My favourite drink is, of course, a “Bareback Satan”. Does anybody know how to craft this fine nectar that sprang straight from the teat of Dionysus himself?
No… well, its just as well I'm here, then:

    Take a glass, of any size
    Half fill it with crushed ice
    Add a dash of classic bourbon
    Then a clump of hair most auburn
    Throw in the tail of a baby fox
    And the stinkiest pair of your Uncle’s socks
    Key is the left earlobe of Brigitte Bardot
    (Though caution, m’dear, as supplies are low)

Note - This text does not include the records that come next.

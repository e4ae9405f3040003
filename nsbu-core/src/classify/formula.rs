//! Linear formulas over line codes and named references
//!
//! Two operand kinds exist: bare codes (`010 - 011`), used by calculated
//! entries over source amounts, and `@name` references, used by calculated
//! blocks over already computed totals.

use rust_decimal::Decimal;
use serde::Serialize;
use std::fmt;

#[derive(Debug, Clone, Copy, PartialEq, Eq, Serialize)]
#[serde(rename_all = "lowercase")]
pub enum Sign {
    Plus,
    Minus,
}

impl Sign {
    pub fn apply(self, value: Decimal) -> Decimal {
        match self {
            Sign::Plus => value,
            Sign::Minus => -value,
        }
    }

    pub fn flip(self) -> Sign {
        match self {
            Sign::Plus => Sign::Minus,
            Sign::Minus => Sign::Plus,
        }
    }

    /// `Minus` when `negate` is set, composed with `self`
    pub fn times(self, negate: bool) -> Sign {
        if negate { self.flip() } else { self }
    }
}

#[derive(Debug, Clone, PartialEq, Eq, Hash, Serialize)]
#[serde(tag = "kind", content = "name", rename_all = "lowercase")]
pub enum Operand {
    Code(String),
    Ref(String),
}

#[derive(Debug, Clone, PartialEq, Eq, Serialize)]
pub struct Term {
    pub sign: Sign,
    pub operand: Operand,
}

#[derive(Debug, Clone, PartialEq, Eq, Serialize)]
#[serde(into = "String")]
pub struct Formula {
    pub terms: Vec<Term>,
}

impl Formula {
    pub fn parse(input: &str) -> Result<Self, String> {
        let mut terms = Vec::new();
        let mut chars = input.chars().peekable();
        let mut sign = None;

        while let Some(&ch) = chars.peek() {
            match ch {
                c if c.is_whitespace() => {
                    chars.next();
                }
                '+' | '-' => {
                    chars.next();
                    if sign.is_some() {
                        return Err(format!("repeated sign in '{}'", input));
                    }
                    sign = Some(if ch == '+' { Sign::Plus } else { Sign::Minus });
                }
                '@' => {
                    chars.next();
                    let mut name = String::new();
                    while let Some(&c) = chars.peek() {
                        if c.is_ascii_alphanumeric() || c == '_' {
                            name.push(c);
                            chars.next();
                        } else {
                            break;
                        }
                    }
                    if name.is_empty() {
                        return Err(format!("empty reference name in '{}'", input));
                    }
                    push_term(&mut terms, &mut sign, Operand::Ref(name), input)?;
                }
                c if c.is_ascii_digit() => {
                    let mut code = String::new();
                    while let Some(&c) = chars.peek() {
                        if c.is_ascii_digit() {
                            code.push(c);
                            chars.next();
                        } else {
                            break;
                        }
                    }
                    push_term(&mut terms, &mut sign, Operand::Code(code), input)?;
                }
                other => {
                    return Err(format!("unexpected character '{}' in '{}'", other, input));
                }
            }
        }

        if sign.is_some() {
            return Err(format!("dangling sign in '{}'", input));
        }
        if terms.is_empty() {
            return Err("empty formula".to_string());
        }
        Ok(Self { terms })
    }

    pub fn evaluate(&self, mut lookup: impl FnMut(&Operand) -> Decimal) -> Decimal {
        self.terms
            .iter()
            .fold(Decimal::ZERO, |acc, t| {
                acc.saturating_add(t.sign.apply(lookup(&t.operand)))
            })
    }

    pub fn codes(&self) -> impl Iterator<Item = &str> {
        self.terms.iter().filter_map(|t| match &t.operand {
            Operand::Code(c) => Some(c.as_str()),
            Operand::Ref(_) => None,
        })
    }

    pub fn refs(&self) -> impl Iterator<Item = &str> {
        self.terms.iter().filter_map(|t| match &t.operand {
            Operand::Ref(r) => Some(r.as_str()),
            Operand::Code(_) => None,
        })
    }
}

fn push_term(
    terms: &mut Vec<Term>,
    sign: &mut Option<Sign>,
    operand: Operand,
    input: &str,
) -> Result<(), String> {
    let sign = match sign.take() {
        Some(s) => s,
        None if terms.is_empty() => Sign::Plus,
        None => return Err(format!("missing operator before operand in '{}'", input)),
    };
    terms.push(Term { sign, operand });
    Ok(())
}

impl fmt::Display for Formula {
    fn fmt(&self, f: &mut fmt::Formatter<'_>) -> fmt::Result {
        for (i, term) in self.terms.iter().enumerate() {
            match (i, term.sign) {
                (0, Sign::Plus) => {}
                (0, Sign::Minus) => f.write_str("-")?,
                (_, Sign::Plus) => f.write_str(" + ")?,
                (_, Sign::Minus) => f.write_str(" - ")?,
            }
            match &term.operand {
                Operand::Code(c) => f.write_str(c)?,
                Operand::Ref(r) => write!(f, "@{}", r)?,
            }
        }
        Ok(())
    }
}

impl From<Formula> for String {
    fn from(formula: Formula) -> Self {
        formula.to_string()
    }
}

    A fake moustache, in the style of Mark Twain
    Then leave for two years in the pouring rain


    A handful of kale
    A hipster’s ponytail
    The skin of a cheetah
    Chapter three of Lolita
    Anton Chekhov dressed as a satyr
    But not his gun, as you’ll need it later
    A popular character from Dr Suess
    (And being fictional is no excuse)
    An african elephant with bronchitis
    An Irish goat with hepatitis
    Attempt to steal William Shatner’s wig
    (And at this point take a sneaky swig)

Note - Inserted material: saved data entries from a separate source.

//! Two-pass section boundaries for profit and loss sheets
//!
//! Pass 1 walks every row once and records the first row matching each
//! section marker. Markers declared with `after` are ambiguous: they only open
//! a section when they sit more than `distance` rows past the start of the
//! anchor section. Pass 2 (the extractor) consumes the result as slices.

use serde::Serialize;
use std::collections::BTreeMap;

use crate::extract::rules::StatementRules;
use crate::reader::Sheet;
use crate::text::normalize;
use crate::warning::{Warning, WarningKind};

#[derive(Debug, Clone, PartialEq, Eq, Serialize)]
pub struct SectionStart {
    pub section: String,
    /// Row of the marker label
    pub row: u32,
}

/// Resolved section starts, ordered by row
#[derive(Debug, Clone, Default, PartialEq, Eq, Serialize)]
pub struct SectionBoundaries {
    pub starts: Vec<SectionStart>,
}

/// Rows belonging to one section
#[derive(Debug, Clone, PartialEq, Eq)]
pub struct SectionSlice<'a> {
    pub section: &'a str,
    pub marker_row: u32,
    /// Rows after the marker up to the next marker or the last meaningful row
    pub body: std::ops::RangeInclusive<u32>,
}

impl SectionBoundaries {
    pub fn start_of(&self, section: &str) -> Option<u32> {
        self.starts
            .iter()
            .find(|s| s.section == section)
            .map(|s| s.row)
    }

    pub fn slices(&self, last_row: u32) -> Vec<SectionSlice<'_>> {
        self.starts
            .iter()
            .enumerate()
            .map(|(i, start)| {
                let end = self
                    .starts
                    .get(i + 1)
                    .map(|next| next.row.saturating_sub(1))
                    .unwrap_or(last_row);
                SectionSlice {
                    section: &start.section,
                    marker_row: start.row,
                    body: (start.row + 1)..=end,
                }
            })
            .collect()
    }
}

/// Pass 1 over `first_row..=last_row` of the label column
pub fn resolve_boundaries(
    sheet: &Sheet,
    label_col: u32,
    first_row: u32,
    last_row: u32,
    rules: &StatementRules,
    distance: u32,
) -> (SectionBoundaries, Vec<Warning>) {
    let mut warnings = Vec::new();
    let mut found: BTreeMap<String, u32> = BTreeMap::new();
    // (section, row, anchor section)
    let mut ambiguous: Vec<(String, u32, String)> = Vec::new();

    if first_row <= last_row {
        for row in first_row..=last_row {
            let Some(text) = sheet.text_at(row, label_col) else {
                continue;
            };
            let label = normalize(text);
            let Some(marker) = rules.marker_for(&label) else {
                continue;
            };
            if found.contains_key(&marker.section)
                || ambiguous.iter().any(|(s, _, _)| *s == marker.section)
            {
                continue;
            }
            match &marker.after {
                Some(anchor) => ambiguous.push((marker.section.clone(), row, anchor.clone())),
                None => {
                    tracing::trace!(section = %marker.section, row, "section marker");
                    found.insert(marker.section.clone(), row);
                }
            }
        }
    }

    let mut demoted = Vec::new();
    for (section, row, anchor) in ambiguous {
        match found.get(&anchor).copied() {
            Some(anchor_row) if row > anchor_row + distance => {
                warnings.push(
                    Warning::new(
                        WarningKind::AmbiguousBoundary,
                        format!(
                            "'{}' at row {} is {} rows past the {} start, treated as a section boundary (threshold {})",
                            section,
                            row + 1,
                            row.saturating_sub(anchor_row),
                            anchor,
                            distance
                        ),
                    )
                    .at_row(row),
                );
                found.insert(section, row);
            }
            Some(anchor_row) => {
                warnings.push(
                    Warning::new(
                        WarningKind::AmbiguousBoundary,
                        format!(
                            "'{}' at row {} is {} rows past the {} start, treated as a {} item (threshold {})",
                            section,
                            row + 1,
                            row.saturating_sub(anchor_row),
                            anchor,
                            anchor,
                            distance
                        ),
                    )
                    .at_row(row),
                );
                demoted.push(section);
            }
            None => {
                warnings.push(
                    Warning::new(
                        WarningKind::AmbiguousBoundary,
                        format!(
                            "'{}' at row {} treated as a section boundary, {} section not found",
                            section,
                            row + 1,
                            anchor
                        ),
                    )
                    .at_row(row),
                );
                found.insert(section, row);
            }
        }
    }

    let mut reported = Vec::new();
    for marker in &rules.markers {
        let section = marker.section.as_str();
        if found.contains_key(section) || demoted.iter().any(|d| d == section) {
            continue;
        }
        if reported.contains(&section) {
            continue;
        }
        reported.push(section);
        warnings.push(Warning::new(
            WarningKind::MissingSection,
            format!("section '{}' not found", section),
        ));
    }

    let mut starts: Vec<SectionStart> = found
        .into_iter()
        .map(|(section, row)| SectionStart { section, row })
        .collect();
    starts.sort_by_key(|s| s.row);

    (SectionBoundaries { starts }, warnings)
}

    The Joshua Tree will nicely do
    Oh, screw it, just throw in all of U2
    A tiny cherry will make it ripple
    As would Bernard Cribbins favourite nipple
    A boa constrictor of impressive length
    And the heart of your enemy to give you strength
   
    A centaur’s hoof will make quite the hunt
    As would hair from a lady’s front
    Shoot a man and collect the discharge
    And hopefully, now you should be at large
    The signed confession you gave to the police
    Plus, Liza Minelli’s elbow grease
    A former minister, now thoroughly hated
    (Preferably one who auto-asphyxiated)
    Befriend a composer, to get a score
    Then throw in one confusing metaphor
    By now the drink won’t look attractive
    So, toss in something radioactive
    For a final heresy, stir with a Nicolaitan
    And that’s how you make a “Bareback Satan”.


By now, your tastebuds will be far wetter,
So order this drink: You’ll never get better.